Atoma est très différente de mes projets précédents, tant au niveau du contenu que de la forme. J’ai laissé de côté la photographie sociale et documentaire, ainsi que le noir et blanc, pour photographier pour la première fois en couleur, de manière sensorielle et narrative, avec des ressentis et des textures, afin de représenter la jeunesse athénienne. Mon objectif n’était pas de la projeter dans l’avenir, mais plutôt de l’immortaliser en suspension dans la nuit, comme dans un rêve. Atoma est aussi un projet intime qui fait écho à ma propre jeunesse.

Comment ce projet est-il né? Parlez-nous de votre collaboration avec l’écrivaine Isabelle Guisan.

J’ai rencontré Isabelle Guisan en 2016, alors que nous travaillions tous les deux sur des livres traitant de la migration. Nous avions visité l’île de Leros à deux ans d’intervalle, et nous nous étions tous deux immergés dans la vie des réfugiés et des habitants de l’île. Il s’est ensuivi la publication de «Leros, île au cœur de la crise migratoire», constituée à moitié de mes photos et à moitié de textes rédigés par Laure Gabus (Georg Editeur, Genève, 2016), et de «Hors-sol» pour Isabelle Guisan (Éditions de la Marquise, Lausanne, 2018). Notre amitié nous a conduits à Atoma, qu’Isabelle et moi avons mis sur pied pendant trois ans. Nous avons travaillé de manière à ce que les textes et les photos communiquent sans se mélanger. Nos immersions parallèles dans la jeunesse grecque sont deux échos de nos propres jeunesses et de nos conceptions différentes de la jeunesse d’aujourd’hui, qui tiennent également compte de notre différence d’âge.

Aviez-vous une approche visuelle particulière en tête pour votre série Atoma?

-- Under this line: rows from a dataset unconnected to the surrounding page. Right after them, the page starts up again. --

//! Configuration structures for SweFix
//!
//! This module defines the job configuration consumed by the driver and the
//! read-only generation configuration distributed to every worker.
//! Configurations are loaded from YAML files and can be overridden by
//! environment variables of the form `SWEFIX__<SECTION>__<KEY>`.

use crate::error::{Result, SwefixError};
use serde::{Deserialize, Serialize};
use std::fmt;
use std::path::{Path, PathBuf};
use std::str::FromStr;

/// Environment prefix for configuration overrides
pub const ENV_PREFIX: &str = "SWEFIX";

/// Default model location on worker nodes
pub const DEFAULT_MODEL_LOCATION: &str = "/opt/models/swe-llama-7b";

/// Top-level configuration for a SweFix job
#[derive(Debug, Clone, Default, Serialize, Deserialize)]
#[serde(default)]
pub struct JobConfig {
    /// Input dataset configuration
    pub dataset: DatasetConfig,

    /// Model and sampling configuration
    pub generation: GenerationConfig,

    /// Result destination configuration
    pub output: OutputConfig,

    /// Parallel execution configuration
    pub execution: ExecutionConfig,

    /// Observability configuration
    pub observability: ObservabilityConfig,
}

/// Input dataset configuration
#[derive(Debug, Clone, Serialize, Deserialize)]
#[serde(default)]
pub struct DatasetConfig {
    /// Dataset repository root directory
    pub path: PathBuf,

    /// Which split to process
    pub split: DatasetSplit,

    /// File pattern relative to `path`; `{split}` is substituted
    pub file_pattern: String,
}

/// Dataset split label
#[derive(Debug, Clone, Copy, Serialize, Deserialize, PartialEq, Eq, Hash)]
#[serde(rename_all = "lowercase")]
pub enum DatasetSplit {
    Train,
    Dev,
    Test,
}

impl Default for DatasetSplit {
    fn default() -> Self {
        DatasetSplit::Test
    }
}

impl DatasetSplit {
    pub fn as_str(&self) -> &'static str {
        match self {
            DatasetSplit::Train => "train",
            DatasetSplit::Dev => "dev",
            DatasetSplit::Test => "test",
        }
    }
}

impl fmt::Display for DatasetSplit {
    fn fmt(&self, f: &mut fmt::Formatter<'_>) -> fmt::Result {
        f.write_str(self.as_str())
    }
}

impl FromStr for DatasetSplit {
    type Err = SwefixError;

    fn from_str(s: &str) -> Result<Self> {
        match s.trim().to_ascii_lowercase().as_str() {
            "train" => Ok(DatasetSplit::Train),
            "dev" => Ok(DatasetSplit::Dev),
            "test" => Ok(DatasetSplit::Test),
            other => Err(SwefixError::config(format!(
                "Invalid dataset split '{}': expected one of train, dev, test",
                other
            ))),
        }
    }
}

/// Generation configuration
///
/// Constructed once by the driver before any inference and shared read-only
/// by every partition. Never mutated after validation.
#[derive(Debug, Clone, PartialEq, Serialize, Deserialize)]
#[serde(default)]
pub struct GenerationConfig {
    /// Model directory (tokenizer, config and safetensors weights)
    pub model_location: String,

    /// Maximum number of tokens generated per prompt
    pub max_new_tokens: usize,

    /// Sampling temperature, 0 means greedy decoding
    pub temperature: f64,

    /// Nucleus sampling threshold
    pub top_p: f64,

    /// Sequences generated per prompt; only the first one is used
    pub num_return_sequences: usize,

    /// Sampling seed
    pub seed: u64,
}

impl Default for GenerationConfig {
    fn default() -> Self {
        Self {
            model_location: DEFAULT_MODEL_LOCATION.to_string(),
            max_new_tokens: default_max_new_tokens(),
            temperature: default_temperature(),
            top_p: default_top_p(),
            num_return_sequences: 1,
            seed: default_seed(),
        }
    }
}

impl GenerationConfig {
    /// Create a generation config for a model location with default sampling
    pub fn new(model_location: impl Into<String>) -> Self {
        Self {
            model_location: model_location.into(),
            ..Default::default()
        }
    }

    /// Validate hyperparameter ranges
    pub fn validate(&self) -> Result<()> {
        if self.model_location.trim().is_empty() {
            return Err(SwefixError::config("generation.model_location must not be empty"));
        }
        if self.max_new_tokens == 0 {
            return Err(SwefixError::config("generation.max_new_tokens must be greater than 0"));
        }
        if !(0.0..=2.0).contains(&self.temperature) {
            return Err(SwefixError::config(format!(
                "generation.temperature must be within [0, 2], got {}",
                self.temperature
            )));
        }
        if !(self.top_p > 0.0 && self.top_p <= 1.0) {
            return Err(SwefixError::config(format!(
                "generation.top_p must be within (0, 1], got {}",
                self.top_p
            )));
        }
        if self.num_return_sequences == 0 {
            return Err(SwefixError::config(
                "generation.num_return_sequences must be at least 1",
            ));
        }
        Ok(())
    }
}

/// Result destination configuration
#[derive(Debug, Clone, Serialize, Deserialize)]
#[serde(default)]
pub struct OutputConfig {
    /// Root of the durable store (bucket mount or directory)
    pub root: PathBuf,

    /// Prefix of the destination directory name
    pub prefix: String,

    /// Maximum records per part file
    pub rows_per_file: usize,
}

impl OutputConfig {
    /// Destination for a split: `{root}/{prefix}_{split}`
    pub fn destination(&self, split: DatasetSplit) -> PathBuf {
        self.root.join(format!("{}_{}", self.prefix, split))
    }
}

/// Parallel execution configuration
#[derive(Debug, Clone, Default, Serialize, Deserialize)]
#[serde(default)]
pub struct ExecutionConfig {
    /// Number of worker threads (0 = CPU count)
    pub workers: usize,

    /// Number of partitions (0 = one per worker)
    pub partitions: usize,
}

impl ExecutionConfig {
    /// Effective worker count
    pub fn resolved_workers(&self) -> usize {
        if self.workers > 0 {
            return self.workers;
        }
        std::thread::available_parallelism()
            .map(|n| n.get())
            .unwrap_or(1)
    }

    /// Effective partition count for a given number of rows
    pub fn resolved_partitions(&self, rows: usize) -> usize {
        let wanted = if self.partitions > 0 {
            self.partitions
        } else {
            self.resolved_workers()
        };
        wanted.min(rows).max(1)
    }
}

/// Observability configuration
#[derive(Debug, Clone, Serialize, Deserialize)]
#[serde(default)]
pub struct ObservabilityConfig {
    /// Log level (trace, debug, info, warn, error)
    pub log_level: String,

    /// File receiving the Prometheus text dump at job end
    pub metrics_path: Option<PathBuf>,
}

/// Default value functions
fn default_max_new_tokens() -> usize {
    512
}

fn default_temperature() -> f64 {
    0.2
}

fn default_top_p() -> f64 {
    0.95
}

fn default_seed() -> u64 {
    42
}

fn default_file_pattern() -> String {
    "data/{split}*.jsonl".to_string()
}

fn default_output_prefix() -> String {
    "swe_llama_results".to_string()
}

fn default_rows_per_file() -> usize {
    1000
}

fn default_log_level() -> String {
    "info".to_string()
}

impl Default for DatasetConfig {
    fn default() -> Self {
        Self {
            path: PathBuf::new(),
            split: DatasetSplit::default(),
            file_pattern: default_file_pattern(),
        }
    }
}

impl Default for OutputConfig {
    fn default() -> Self {
        Self {
            root: PathBuf::new(),
            prefix: default_output_prefix(),
            rows_per_file: default_rows_per_file(),
        }
    }
}

impl Default for ObservabilityConfig {
    fn default() -> Self {
        Self {
            log_level: default_log_level(),
            metrics_path: None,
        }
    }
}

impl JobConfig {
    /// Load configuration from an optional YAML file layered under
    /// `SWEFIX__*` environment overrides
    ///
    /// The result is not validated; callers apply CLI overrides first.
    pub fn load(path: Option<&Path>) -> Result<Self> {
        let mut builder = config::Config::builder();

        if let Some(path) = path {
            if !path.exists() {
                return Err(SwefixError::config(format!(
                    "Config file {} does not exist",
                    path.display()
                )));
            }
            builder = builder.add_source(
                config::File::from(path).format(config::FileFormat::Yaml),
            );
        }

        builder = builder.add_source(
            config::Environment::with_prefix(ENV_PREFIX)
                .prefix_separator("__")
                .separator("__")
                .try_parsing(true),
        );

        let layered = builder
            .build()
            .map_err(|e| SwefixError::config(format!("Failed to load configuration: {}", e)))?;

        layered
            .try_deserialize()
            .map_err(|e| SwefixError::config(format!("Failed to parse configuration: {}", e)))
    }

    /// Load and validate configuration from a YAML file
    pub fn from_file<P: AsRef<Path>>(path: P) -> Result<Self> {
        let config = Self::load(Some(path.as_ref()))?;
        config.validate()?;
        Ok(config)
    }

    /// Render the configuration as YAML
    pub fn to_yaml(&self) -> Result<String> {
        serde_yaml::to_string(self)
            .map_err(|e| SwefixError::config(format!("Failed to render configuration: {}", e)))
    }

    /// Validate configuration
    pub fn validate(&self) -> Result<()> {
        if self.dataset.path.as_os_str().is_empty() {
            return Err(SwefixError::config("dataset.path is required"));
        }
        if self.dataset.file_pattern.trim().is_empty() {
            return Err(SwefixError::config("dataset.file_pattern must not be empty"));
        }

        self.generation.validate()?;

        if self.output.root.as_os_str().is_empty() {
            return Err(SwefixError::config("output.root is required"));
        }
        if self.output.prefix.trim().is_empty() {
            return Err(SwefixError::config("output.prefix must not be empty"));
        }
        if self.output.rows_per_file == 0 {
            return Err(SwefixError::config("output.rows_per_file must be greater than 0"));
        }

        Ok(())
    }

    /// Output destination for the configured split
    pub fn destination(&self) -> PathBuf {
        self.output.destination(self.dataset.split)
    }
}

J’avais dans l’idée de m’éloigner d’une Athènes réaliste. Je recherchais une simplification des couleurs, avec un scénario doux et souvent flou. Pour cela, j’ai eu besoin d’une ambiance nocturne, de trois néons et de filtres bleus sur mon objectif afin d’équilibrer la lumière artificielle sur les pellicules.

Quels types d’éléments stylistiques appréciez-vous et utilisez-vous fréquemment, et pourquoi?

Les silhouettes des bâtiments et la lune sont omniprésentes. Elles symbolisent le cadre et ce qui le dépasse.

Vos images ont un aspect cinématographique. Avez-vous utilisé des pellicules?

Oui, uniquement des pellicules. Tout d’abord pour des raisons esthétiques, car les textures sont plus homogènes et lisses. Mais c’était un travail fastidieux par rapport au numérique, surtout la nuit avec les lumières artificielles. Le principal avantage de l’utilisation de la pellicule était que je me sentais plus proche des personnes que je photographiais et avec lesquelles je passais du temps. Il n’y avait aucune possibilité de voir le résultat immédiat, donc aucune attente immédiate. La prise de vue et la pose interféraient très peu avec le déroulement de la nuit. Le coût des pellicules incite également à prendre moins de photos et à raccourcir les séances. En un an, j’ai utilisé 34 pellicules.

Vos clichés sont très cinématographiques, denses sur le plan atmosphérique et transmettent l’ambiance lumineuse particulière de la nuit. Quel rôle les couleurs ont-elles joué dans Atoma? Parlez-nous de la palette de couleurs. À quels autres éléments avez-vous prêté une attention particulière?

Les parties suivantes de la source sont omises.